Is there any reason Int, and not UInt, is the canonical type for sizes? E.g. typeof(length(some_array)) is Int.

Unrelated to Julia, but here is the C++ library Eigen’s answer to that question:

At a first glance it is indeed very tempting to use an unsigned type for values that are expected to be positive or zero. However, unsigned types relies on modulo 2^k arithmetic, which is definitely not what we want here. Moreover, in many places we can have negative indices and offsets. Mixing signed and unsigned integers is costly, error prone, and highly correlated to bugs. As a result, it is much simpler and safer to use signed integers everywhere, and reserve the usage of unsigned integers for bitwise manipulation and modulo 2^k arithmetic.

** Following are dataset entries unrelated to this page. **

//! Density gradient estimation for vertex normals.

use crate::controller::MarchingCubesController;
use crate::traits::{VoxelSource, WrapMode};
use crate::vector::{Vector3f, Vector3i};
use crate::voxel::Density;

/// Central-difference gradient of the density field at a voxel.
///
/// Each axis uses `(f(p + 1) - f(p - 1)) / 2`. Samples outside the source's
/// region are answered by `wrap`: [`WrapMode::Clamp`] repeats the border voxel,
/// which turns the stencil into a one-sided difference there, while
/// [`WrapMode::Border`] reads the given voxel instead.
///
/// The gradient points towards increasing density, i.e. into the solid.
pub fn central_difference_gradient<S, C>(
    source: &S,
    controller: &C,
    p: Vector3i,
    wrap: &WrapMode<S::Voxel>,
) -> Vector3f
where
    S: VoxelSource,
    C: MarchingCubesController<S::Voxel>,
{
    let sample = |offset: Vector3i| -> f32 {
        let voxel = match wrap {
            WrapMode::Clamp => source.voxel_clamped(p.saturating_add(offset)),
            WrapMode::Border(border) => match p.checked_add(offset) {
                Some(q) if source.region().contains(q) => source.voxel_clamped(q),
                _ => *border,
            },
        };
        controller.convert_to_density(voxel).to_f32()
    };

    let dx = sample(Vector3i::new(1, 0, 0)) - sample(Vector3i::new(-1, 0, 0));
    let dy = sample(Vector3i::new(0, 1, 0)) - sample(Vector3i::new(0, -1, 0));
    let dz = sample(Vector3i::new(0, 0, 1)) - sample(Vector3i::new(0, 0, -1));

    Vector3f::new(dx, dy, dz) * 0.5
}
//! Curated reference knowledge seeded into an empty corpus.

use crate::model::KnowledgeCategory::{self, *};

pub(super) struct SeedItem {
    pub id: &'static str,
    pub category: KnowledgeCategory,
    pub kind: &'static str,
    pub text: &'static str,
}

pub(super) const SEED_KNOWLEDGE: &[SeedItem] = &[
    SeedItem {
        id: "fallacy-ad-hominem",
        category: Fallacy,
        kind: "ad_hominem",
        text: "Ad hominem: attacking the person making an argument (calling them stupid, \
               ignorant, biased or a liar) instead of addressing the argument itself.",
    },
    SeedItem {
        id: "fallacy-straw-man",
        category: Fallacy,
        kind: "straw_man",
        text: "Straw man: misrepresenting or exaggerating an opponent's position so that it \
               is easier to attack than the argument they actually made.",
    },
    SeedItem {
        id: "fallacy-false-dichotomy",
        category: Fallacy,
        kind: "false_dichotomy",
        text: "False dichotomy: presenting only two options as if they were the only \
               possibilities when other alternatives exist, either we do this or disaster.",
    },
    SeedItem {
        id: "fallacy-slippery-slope",
        category: Fallacy,
        kind: "slippery_slope",
        text: "Slippery slope: claiming one step will inevitably lead to a chain of extreme \
               consequences without showing why each step would follow.",
    },
    SeedItem {
        id: "fallacy-appeal-to-emotion",
        category: Fallacy,
        kind: "appeal_to_emotion",
        text: "Appeal to emotion: using fear, pity, outrage or other feelings in place of \
               evidence and reasoning to win agreement.",
    },
    SeedItem {
        id: "fallacy-hasty-generalization",
        category: Fallacy,
        kind: "hasty_generalization",
        text: "Hasty generalization: drawing a broad conclusion about all cases from a small \
               or unrepresentative sample, often signalled by words like all, always, never, everyone.",
    },
    SeedItem {
        id: "fallacy-appeal-to-authority",
        category: Fallacy,
        kind: "appeal_to_authority",
        text: "Appeal to authority: treating a claim as true because an authority figure said \
               it, especially when the authority is not an expert in the subject.",
    },
    SeedItem {
        id: "fallacy-circular-reasoning",
        category: Fallacy,
        kind: "circular_reasoning",
        text: "Circular reasoning: the conclusion is assumed in the premises, so the argument \
               proves nothing beyond restating itself.",
    },
    SeedItem {
        id: "fallacy-red-herring",
        category: Fallacy,
        kind: "red_herring",
        text: "Red herring: introducing an irrelevant topic to divert attention from the \
               original issue under debate.",
    },
    SeedItem {
        id: "fallacy-bandwagon",
        category: Fallacy,
        kind: "bandwagon",
        text: "Bandwagon: arguing a claim is true or good because many people believe it or \
               everyone is doing it.",
    },
    SeedItem {
        id: "evidence-peer-reviewed",
        category: Evidence,
        kind: "strong_evidence",
        text: "Strong evidence: peer-reviewed research, a published study or meta-analysis in \
               a reputable journal, with data and methodology that others can check.",
    },
    SeedItem {
        id: "evidence-statistics",
        category: Evidence,
        kind: "strong_evidence",
        text: "Strong evidence: official statistics and survey data from credible sources, \
               cited with the source and the year according to which the numbers were reported.",
    },
    SeedItem {
        id: "evidence-expert-consensus",
        category: Evidence,
        kind: "strong_evidence",
        text: "Strong evidence: broad expert consensus documented by scientific bodies or \
               systematic reviews, rather than a single expert opinion.",
    },
    SeedItem {
        id: "evidence-anecdotal",
        category: Evidence,
        kind: "weak_evidence",
        text: "Weak evidence: personal anecdotes, a single example, hearsay or unnamed sources; \
               useful for illustration but not for proving a general claim.",
    },
    SeedItem {
        id: "technique-direct-rebuttal",
        category: Technique,
        kind: "rebuttal",
        text: "Direct rebuttal: quote or paraphrase the opponent's claim, then show why its \
               premise is false, its evidence weak or its conclusion does not follow.",
    },
    SeedItem {
        id: "technique-steelman",
        category: Technique,
        kind: "steelman",
        text: "Steelmanning: restate the strongest version of the opponent's argument before \
               responding to it, which builds credibility and avoids straw men.",
    },
    SeedItem {
        id: "technique-concession",
        category: Technique,
        kind: "concession",
        text: "Strategic concession: acknowledge a valid point from the opponent, however \
               small, then explain why your position still holds overall.",
    },
    SeedItem {
        id: "logic-deductive",
        category: Logic,
        kind: "deductive_reasoning",
        text: "Deductive reasoning: if the premises are true and the structure is valid, the \
               conclusion must be true; check each premise separately.",
    },
    SeedItem {
        id: "logic-causation",
        category: Logic,
        kind: "correlation_causation",
        text: "Correlation is not causation: two things occurring together does not show that \
               one causes the other; look for confounders and mechanisms.",
    },
    SeedItem {
        id: "rhetoric-ethos-pathos-logos",
        category: Rhetoric,
        kind: "persuasive_appeals",
        text: "Rhetorical appeals: ethos builds credibility, pathos engages emotion and logos \
               relies on logic and evidence; strong arguments lead with logos.",
    },
    SeedItem {
        id: "concept-burden-of-proof",
        category: Concept,
        kind: "burden_of_proof",
        text: "Burden of proof: the side making a claim is responsible for supporting it with \
               evidence; it is not the opponent's job to disprove an unsupported claim.",
    },
];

Hm… but the STL use unsigned integers everywhere. Right, but this has been acknowledge as a mistake by several members of the C++ standardization committee and C++ experts (Bjarne Stroustrup, Herb Sutter, Chandler Carruth, Eric Niebler, etc.).


Also unsigned integers don’t buy you that much: you only get a factor of 2 increase. Perhaps in the 32-bit days there was an argument to be made (e.g. so I can have 4GB instead of 2GB arrays), but now that 64-bit platforms are basically standard there are very few cases where integers between 2^63 and 2^64 are especially useful.

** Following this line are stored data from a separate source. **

//! Side-level score components and the winner rule.

use crate::model::{
    DebateVote, NEUTRAL_SCORE, RoundScore, ScoringWeights, SideScore, Turn, Winner,
};
use crate::debate_format::RoundConfig;
use crate::participant::Side;

/// Totals closer than this are a draw.
pub const DRAW_BAND: f64 = 5.0;

fn mean(values: impl Iterator<Item = f64>) -> f64 {
    let (sum, count) = values.fold((0.0, 0usize), |(s, n), v| (s + v, n + 1));
    if count == 0 { 0.0 } else { sum / count as f64 }
}

fn side_turns(turns: &[Turn], side: Side) -> impl Iterator<Item = &Turn> {
    turns.iter().filter(move |t| t.side == side)
}

/// Mean of `overall×0.4 + evidence×0.3 + clarity×0.2 + min(100, claims×5)×0.1`.
/// Unanalyzed turns count as neutral.
pub fn argument_quality(turns: &[Turn], side: Side) -> f64 {
    mean(side_turns(turns, side).map(|turn| match turn.analysis() {
        Some(a) => {
            let claims = (a.claims.len() as f64 * 5.0).min(100.0);
            a.overall_quality * 0.4 + a.evidence_quality * 0.3 + a.clarity_score * 0.2 + claims * 0.1
        }
        None => NEUTRAL_SCORE,
    }))
}

/// Mean of `min(100, 40 + rebuttals×15)`.
pub fn rebuttal_effectiveness(turns: &[Turn], side: Side) -> f64 {
    mean(side_turns(turns, side).map(|turn| match turn.analysis() {
        Some(a) => (40.0 + a.rebuttals.len() as f64 * 15.0).min(100.0),
        None => NEUTRAL_SCORE,
    }))
}

/// Mean of `max(0, (tone×0.5 + clarity×0.5) − fallacies×5)`.
pub fn conduct_clarity(turns: &[Turn], side: Side) -> f64 {
    mean(side_turns(turns, side).map(|turn| match turn.analysis() {
        Some(a) => {
            let conduct = a.tone_score * 0.5 + a.clarity_score * 0.5;
            (conduct - a.fallacies.len() as f64 * 5.0).max(0.0)
        }
        None => NEUTRAL_SCORE,
    }))
}

/// Confidence-weighted share of the audience vote as `(for, against)`
/// percentages; 50/50 with no votes.
pub fn audience_support(votes: &[DebateVote]) -> (f64, f64) {
    let (mut for_pool, mut against_pool) = (0.0, 0.0);
    for vote in votes {
        let weight = f64::from(vote.confidence) / 5.0;
        match vote.vote {
            Side::For => for_pool += weight,
            Side::Against => against_pool += weight,
        }
    }

    let total = for_pool + against_pool;
    if total <= 0.0 {
        return (NEUTRAL_SCORE, NEUTRAL_SCORE);
    }
    (for_pool / total * 100.0, against_pool / total * 100.0)
}

/// Weighted sum of the four components, weights read as percentages.
pub fn total(score: &SideScore, weights: &ScoringWeights) -> f64 {
    (score.argument_quality * weights.argument_quality
        + score.rebuttal_effectiveness * weights.rebuttal_effectiveness
        + score.conduct_clarity * weights.conduct_clarity
        + score.audience_support * weights.audience_support)
        / 100.0
}

/// Build one side's component scores and total.
pub fn side_score(turns: &[Turn], side: Side, audience: f64, weights: &ScoringWeights) -> SideScore {
    let mut score = SideScore {
        argument_quality: argument_quality(turns, side),
        rebuttal_effectiveness: rebuttal_effectiveness(turns, side),
        conduct_clarity: conduct_clarity(turns, side),
        audience_support: audience,
        total: 0.0,
    };
    score.total = total(&score, weights);
    score
}

/// Decide the winner from the two totals.
///
/// Within [`DRAW_BAND`] the debate is a draw at confidence 50; otherwise the
/// higher side wins with confidence `min(50 + diff, 100)`.
pub fn decide_winner(total_for: f64, total_against: f64) -> (Winner, f64) {
    let diff = (total_for - total_against).abs();
    if diff < DRAW_BAND {
        return (Winner::Draw, 50.0);
    }
    let winner = if total_for > total_against {
        Winner::For
    } else {
        Winner::Against
    };
    (winner, (50.0 + diff).min(100.0))
}

/// Each configured round's turn quality per side (50 when absent).
pub fn round_breakdown(turns: &[Turn], rounds: &[RoundConfig]) -> Vec<RoundScore> {
    let quality = |round: u32, side: Side| {
        turns
            .iter()
            .find(|t| t.round == round && t.side == side)
            .map(Turn::overall_quality_or_neutral)
            .unwrap_or(NEUTRAL_SCORE)
    };

    rounds
        .iter()
        .map(|r| RoundScore {
            round: r.number,
            for_side: quality(r.number, Side::For),
            against: quality(r.number, Side::Against),
        })
        .collect()
}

Excellent reference! Basically: I will use negative values elsewhere in my code and mixing signed/unsigned easily introduces bugs, so it is preferable to maintain a uniform representation across the codebase.

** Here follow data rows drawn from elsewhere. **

impl TurnAnalyzer {
    pub fn new(
        llm: Arc<dyn CompletionClient>,
        retrieval: Option<Arc<RetrievalOrchestrator>>,
        config: &Config,
    ) -> Self {
        Self {
            llm,
            retrieval,
            settings: config.analysis.clone(),
            options: CompletionOptions {
                temperature: config.llm.temperature,
                max_tokens: config.llm.max_tokens,
            },
            timeout: config.llm_timeout(),
        }
    }

    /// Analyze one turn. Never fails; failed steps use neutral defaults and
    /// say so in the decision trace.
    pub async fn analyze(&self, request: &AnalysisRequest) -> TurnAnalysis {
        let mut trace = Vec::new();

        let prior_context = build_prior_context(&request.prior_turns, self.settings.context_chars);
        if prior_context.is_empty() {
            trace.push("Context: opening turn, no prior turns".to_string());
        } else {
            trace.push(format!(
                "Context: {} prior turn(s), {} chars",
                request.prior_turns.len(),
                prior_context.chars().count()
            ));
        }

        let retrieved = self.retrieve(&request.content).await;
        match &retrieved {
            Some(context) => trace.push(format!(
                "Retrieval: {} knowledge, {} memory item(s)",
                context.knowledge_count, context.memory_count
            )),
            None => trace.push("Retrieval: disabled, continuing without context".to_string()),
        }

        let retrieved_block = retrieved
            .as_ref()
            .map(RetrievedContext::prompt_block)
            .unwrap_or_default();
        let user_prompt = build_turn_prompt(
            &request.topic,
            request.side,
            &request.content,
            &prior_context,
            &retrieved_block,
        );

        let (claims, rebuttals, fallacies, tone, clarity) = tokio::join!(
            self.extract_list(
                "Claims",
                CLAIMS_SYSTEM_PROMPT,
                &user_prompt,
                self.settings.max_claims
            ),
            self.extract_rebuttals(&user_prompt, !prior_context.is_empty()),
            self.detect_fallacies(&user_prompt),
            self.score_judgement("Tone", TONE_SYSTEM_PROMPT, &user_prompt),
            self.score_judgement("Clarity", CLARITY_SYSTEM_PROMPT, &user_prompt),
        );
        let evidence = assess_evidence(&request.content, retrieved.as_ref());

        for step_trace in [
            claims.trace,
            rebuttals.trace,
            fallacies.trace,
            tone.trace,
            clarity.trace,
            evidence.trace,
        ] {
            trace.extend(step_trace);
        }

        let inputs = QualityInputs {
            tone: tone.value,
            clarity: clarity.value,
            evidence: evidence.score,
            claim_count: claims.value.len(),
            fallacy_count: fallacies.value.len(),
        };
        let overall = overall_quality(&inputs, &mut trace);

        tracing::debug!(
            side = %request.side,
            claims = claims.value.len(),
            fallacies = fallacies.value.len(),
            overall = overall,
            "Turn analyzed"
        );

        TurnAnalysis {
            claims: claims.value,
            rebuttals: rebuttals.value,
            fallacies: fallacies.value,
            tone_score: tone.value,
            clarity_score: clarity.value,
            evidence_quality: evidence.score,
            overall_quality: overall,
            decision_trace: trace,
            retrieved_sources: retrieved
                .as_ref()
                .map(RetrievedContext::source_labels)
                .unwrap_or_default(),
            analyzed_at: Utc::now(),
        }
    }

    async fn retrieve(&self, content: &str) -> Option<RetrievedContext> {
        if !self.settings.retrieval_enabled {
            return None;
        }
        let retrieval = self.retrieval.as_ref()?;
        let options = RetrievalOptions {
            sources: vec![RetrievalSource::Knowledge, RetrievalSource::Memory],
            top_k: self.settings.retrieval_top_k,
            ..Default::default()
        };
        Some(retrieval.retrieve_context(content, &options).await)
    }

    async fn complete(&self, system_prompt: &str, user_prompt: &str) -> Result<String, LlmError> {
        complete_with_timeout(
            self.llm.as_ref(),
            system_prompt,
            user_prompt,
            self.options,
            self.timeout,
        )
        .await
    }

    async fn run_step<T>(
        &self,
        system_prompt: &str,
        user_prompt: &str,
        parse: impl FnOnce(&str) -> Result<T, ParseError>,
    ) -> Result<T, StepError> {
        let raw = self
            .complete(system_prompt, user_prompt)
            .await
            .map_err(StepError::Llm)?;
        parse(&raw).map_err(StepError::Parse)
    }

    async fn extract_list(
        &self,
        label: &str,
        system_prompt: &str,
        user_prompt: &str,
        max: usize,
    ) -> Step<Vec<String>> {
        match self
            .run_step(system_prompt, user_prompt, |raw| {
                parse::parse_string_list(raw, max)
            })
            .await
        {
            Ok(items) => Step {
                trace: vec![format!("{}: {} extracted", label, items.len())],
                value: items,
            },
            Err(e) => {
                tracing::debug!(step = label, error = %e, "Analysis step fell back");
                Step {
                    value: Vec::new(),
                    trace: vec![format!("{}: extraction failed ({}), using none", label, e)],
                }
            }
        }
    }

    async fn extract_rebuttals(&self, user_prompt: &str, has_context: bool) -> Step<Vec<String>> {
        if !has_context {
            return Step {
                value: Vec::new(),
                trace: vec!["Rebuttals: skipped, no prior turns to rebut".to_string()],
            };
        }
        self.extract_list(
            "Rebuttals",
            REBUTTALS_SYSTEM_PROMPT,
            user_prompt,
            self.settings.max_rebuttals,
        )
        .await
    }

    async fn detect_fallacies(&self, user_prompt: &str) -> Step<Vec<Fallacy>> {
        let max = self.settings.max_fallacies;
        match self
            .run_step(FALLACIES_SYSTEM_PROMPT, user_prompt, |raw| {
                parse::parse_fallacies(raw, max)
            })
            .await
        {
            Ok((fallacies, dropped)) => {
                let mut trace = vec![format!("Fallacies: {} detected", fallacies.len())];
                if dropped > 0 {
                    trace.push(format!("Fallacies: dropped {} malformed entr(ies)", dropped));
                }
                for fallacy in &fallacies {
                    trace.push(format!(
                        "Fallacies: {} (severity {})",
                        fallacy.kind, fallacy.severity
                    ));
                }
                Step {
                    value: fallacies,
                    trace,
                }
            }
            Err(e) => {
                tracing::debug!(step = "fallacies", error = %e, "Analysis step fell back");
                Step {
                    value: Vec::new(),
                    trace: vec![format!("Fallacies: detection failed ({}), using none", e)],
                }
            }
        }
    }

    async fn score_judgement(&self, label: &str, system_prompt: &str, user_prompt: &str) -> Step<f64> {
        match self
            .run_step(system_prompt, user_prompt, parse::parse_score)
            .await
        {
            Ok(judgement) => {
                let mut line = format!("{}: {:.1}", label, judgement.score);
                if !judgement.reasoning.is_empty() {
                    line.push_str(&format!(" ({})", judgement.reasoning));
                }
                Step {
                    value: judgement.score,
                    trace: vec![line],
                }
            }
            Err(e) => {
                tracing::debug!(step = label, error = %e, "Analysis step fell back");
                Step {
                    value: NEUTRAL_SCORE,
                    trace: vec![format!(
                        "{}: scoring failed ({}), defaulting to {:.0}",
                        label, e, NEUTRAL_SCORE
                    )],
                }
            }
        }
    }
}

I always used unsigned values so as to avoid domain errors, but an assert can easily take care of that too.

You’ll automatically get a bounds error if you’re using a negative index:

julia> x[-2]
ERROR: BoundsError: attempt to access 4-element Array{Float64,1} at index [-2]
 [1] getindex(::Array{Float64,1}, ::Int64) at ./array.jl:549

Unless you opt out with @inbounds, or using something like an offset array where those indices are valid.

So you don’t need to manually test. You can also start julia with --check-bounds=yes to ignore @inbounds while debugging. That also happens automatically when running tests.

While you’ll probably never intentionally want an index higher than a 64 bit signed integer offers, some strange bug could cause you to shoot that high. Rolling over makes it less likely you’ll notice:

julia> x = 1:4;

julia> x[typemax(Int)+2]
ERROR: BoundsError: attempt to access 4-element UnitRange{Int64} at index [-9223372036854775807]
 [1] throw_boundserror(::UnitRange{Int64}, ::Int64) at ./abstractarray.jl:434
 [2] getindex(::UnitRange{Int64}, ::Int64) at ./range.jl:477

julia> x[typemax(UInt)+2]

(With the caveat there that typemax(UInt) is twice typemax(Int), so the two cases in the example above aren’t strictly equivalent.)